Publicity Lessons for Female Founders from Sara Blakely Spanx XEO

Sara Blakely didn’t become one of the most admired female CEOs without taking her public image seriously. Blakely credits her publicity-savvy approach to her grass-roots success that launched a billion-dollar exit.

Sara Blakely became notable for being one of three female founders to exit in 2021. In 2012, she made headlines as one of the first female billionaires when Spanx was valued at over $1 billion, because she retained 100% ownership, had zero debt, and to that point had never spent a dollar on advertising. Blakely wasn’t lucky. She is smart and from the start, dialed into earning trust and word of mouth. Blakely was so PR savvy she patented Spanx early because she saw it as a marketing lever. She knew actions can translate to media coverage. Consistently, Blakely refined and perfected three key strategies she credits to her success.

Tell Your Story Relentlessly



One thing Sara Blakely did immediately is take control of her own narrative. Sara knew: if you don’t tell your story, someone else will.

CEOs who take a personal interest in their brand’s success always generate better coverage. Blakely never took the “fake it before you make it” stance in the press. She took her failures and turned them into stories about resilience. Her career-focused and ambitious customers could relate to her humble fax-machine sales beginnings. Blakely famously said she’s “game for anything,” and it’s the company who has to reign her in.

Blakely celebrates her female strengths, recently claiming she ran the business from “intuition, vulnerability, and empathy,” which recently led to an acquisition by private equity firm Blackstone in November 2021.

From the start, Blakely refined her story, kept it authentic, and told it over and repeatedly. She never deviated from her why, and she never glossed over speed bumps or failures. That’s why, despite her elite success, women the world over related to Blakely. Her approachability gives her another lever to pull, she can celebrate her wins and women celebrate with her.

 

The Not-So-Overnight Success of Product Placement

We always had PR and grassroots marketing at the forefront of what we did. It was getting the word out any way we could: speaking engagements, sampling,” said Spanx CEO Laurie Ann Goldman.

In the halls of famous breakthroughs, The Oprah Effect is perhaps one of the most celebrated. With Spanx, when Oprah included them on her list of favorite things, for many women, it was the first time they’d heard of the product. But Sara Blakely had been sending celebrities, stylists, and female icons Spanx samples from the very beginning, and she wasn’t cheap about it. Blakely sent full gift baskets, with enough product to make sure every celebrity had enough to get through the week, no matter how intense their appearance calendar was. By the time Gwyneth Paltrow said on the red carpet that Spanx was her post-baby-body secret in 2003, Spanx was already a well-known insider secret. “Word of mouth and the media are so much more powerful and believable, so that’s the route I went,” said Blakely.

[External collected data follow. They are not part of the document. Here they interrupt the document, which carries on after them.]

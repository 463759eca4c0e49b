//! # Reminder Scheduler
//!
//! Background loop that delivers due reminders exactly once. Each scan claims
//! every active reminder whose due time has passed by tombstoning it inside a
//! single backend update, then dispatches the claimed reminders. Claiming
//! happens under the backend's exclusive update, so foreground writes made
//! while notifications are being dispatched are never overwritten, and the
//! persisted `done` flag prevents re-delivery after a restart.
//!
//! Delivery is best-effort: a reminder whose dispatch fails is logged and
//! stays tombstoned, so one broken notification never blocks the rest.
//!
//! - **Version**: 1.1.0
//! - **Since**: 0.5.0
//!
//! ## Changelog
//! - 1.1.0: Claim due reminders in one transactional update before dispatch
//! - 1.0.0: Load, dispatch, save scan cycle

use log::{debug, error, info, warn};
use std::collections::HashSet;
use std::sync::Arc;
use std::time::Duration;
use tokio::time::MissedTickBehavior;

use super::model::{Reminder, ReminderSet};
use super::notification::NotificationSink;
use super::store::ReminderStore;

/// Outcome of a single scan cycle
#[derive(Debug, Clone, Copy, Default, PartialEq, Eq)]
pub struct ScanReport {
    /// Notifications dispatched successfully
    pub delivered: usize,
    /// Dispatches that returned an error (still tombstoned)
    pub failed: usize,
    /// Whether an updated document was written
    pub persisted: bool,
}

impl ScanReport {
    pub fn is_idle(&self) -> bool {
        self.delivered == 0 && self.failed == 0
    }
}

pub struct ReminderScheduler {
    store: ReminderStore,
    sink: Arc<dyn NotificationSink>,
    interval: Duration,
}

impl ReminderScheduler {
    pub fn new(store: ReminderStore, sink: Arc<dyn NotificationSink>, interval: Duration) -> Self {
        Self {
            store,
            sink,
            interval,
        }
    }

    /// Raise the service indicator and scan forever at the configured interval
    pub async fn run(&self) {
        if let Err(e) = self.sink.notify_service_status(true).await {
            warn!("Failed to raise service indicator: {e:#}");
        }

        info!(
            "Reminder scheduler started (interval: {:?})",
            self.interval
        );

        let mut interval = tokio::time::interval(self.interval);
        interval.set_missed_tick_behavior(MissedTickBehavior::Delay);

        loop {
            interval.tick().await;
            let report = self.scan_once().await;
            if !report.is_idle() {
                debug!("Scan finished: {report:?}");
            }
        }
    }

    /// Lower the service indicator
    pub async fn shutdown(&self) {
        if let Err(e) = self.sink.notify_service_status(false).await {
            warn!("Failed to lower service indicator: {e:#}");
        }
        info!("Reminder scheduler stopped");
    }

    /// Run one scan cycle
    pub async fn scan_once(&self) -> ScanReport {
        let now = self.store.clock().now_secs();
        let mut claimed: Vec<Reminder> = Vec::new();
        let mut report = ScanReport::default();

        let outcome = self
            .store
            .update(Box::new(|set: &mut ReminderSet| {
                let mut fired: HashSet<i64> = HashSet::new();
                let mut changed = false;

                for reminder in set.reminders.iter_mut().filter(|r| r.is_due(now)) {
                    reminder.done = true;
                    changed = true;

                    if fired.insert(reminder.id) {
                        claimed.push(reminder.clone());
                    } else {
                        warn!(
                            "Reminder id {} appeared twice in one scan, not dispatching again",
                            reminder.id
                        );
                    }
                }
                changed
            }))
            .await;

        match outcome {
            Ok(_) => report.persisted = !claimed.is_empty(),
            Err(e) => error!("Failed to persist delivered reminders: {e:#}"),
        }

        for reminder in &claimed {
            match self
                .sink
                .notify_reminder(&reminder.text, reminder.notification_id())
                .await
            {
                Ok(()) => {
                    info!("Delivered reminder {}: {}", reminder.id, reminder.text);
                    report.delivered += 1;
                }
                Err(e) => {
                    error!("Failed to deliver reminder {}: {e:#}", reminder.id);
                    report.failed += 1;
                }
            }
        }

        report
    }
}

Blakely knew: place your product consistently, earn the trust of celebrity influencers, and it pays off. It looks like an overnight success, but in fact, Blakely had been doing product gifting for years, and she did it with class.

 

Absolute Customer Clarity

Blakely knew: if you’re for everyone, you’re for no one. When she first started sending celebrity gift baskets, she targeted Oprah because she was open about her weight challenges, and Kim Kardashian because of her famous booty. Despite her success in famous retailers, direct-to-consumer sales are at the heart of the Spanx expansion, making up 70% of its sales, which means Spanx has to develop deep relationships with their target customers.

If you look at Spanx coverage over the years, Blakely was disciplined about keeping to her “why.” Customer clarity allows Blakely to stay focused on her “why,” which is a much more appealing story than a product story.

Blakely’s approachable voice is another key to the brand’s relatable success – she talks to her consumer the way they talk with their friends, from packaging to interviews, she just gives us enough to relate to her. Even her extravagances seemed relatable to her target market. You never hear about Blakely’s car or vacation homes. Instead, you hear about relatable splurges like when she bought Olivia Newton John’s Grease outfit; clothing her target market clearly remembers, and one that showcases a spectacular derriere.

Employing these three CEO publicity strategies doesn’t guarantee a billion-dollar business, but it does guarantee that you will get noticed. Everyone from consumers to venture capitalists and private equity firms like to know there’s a story there, and potential for brand affinity. The Spanx brand couldn’t have become so iconic without these three remarkable publicity strategies.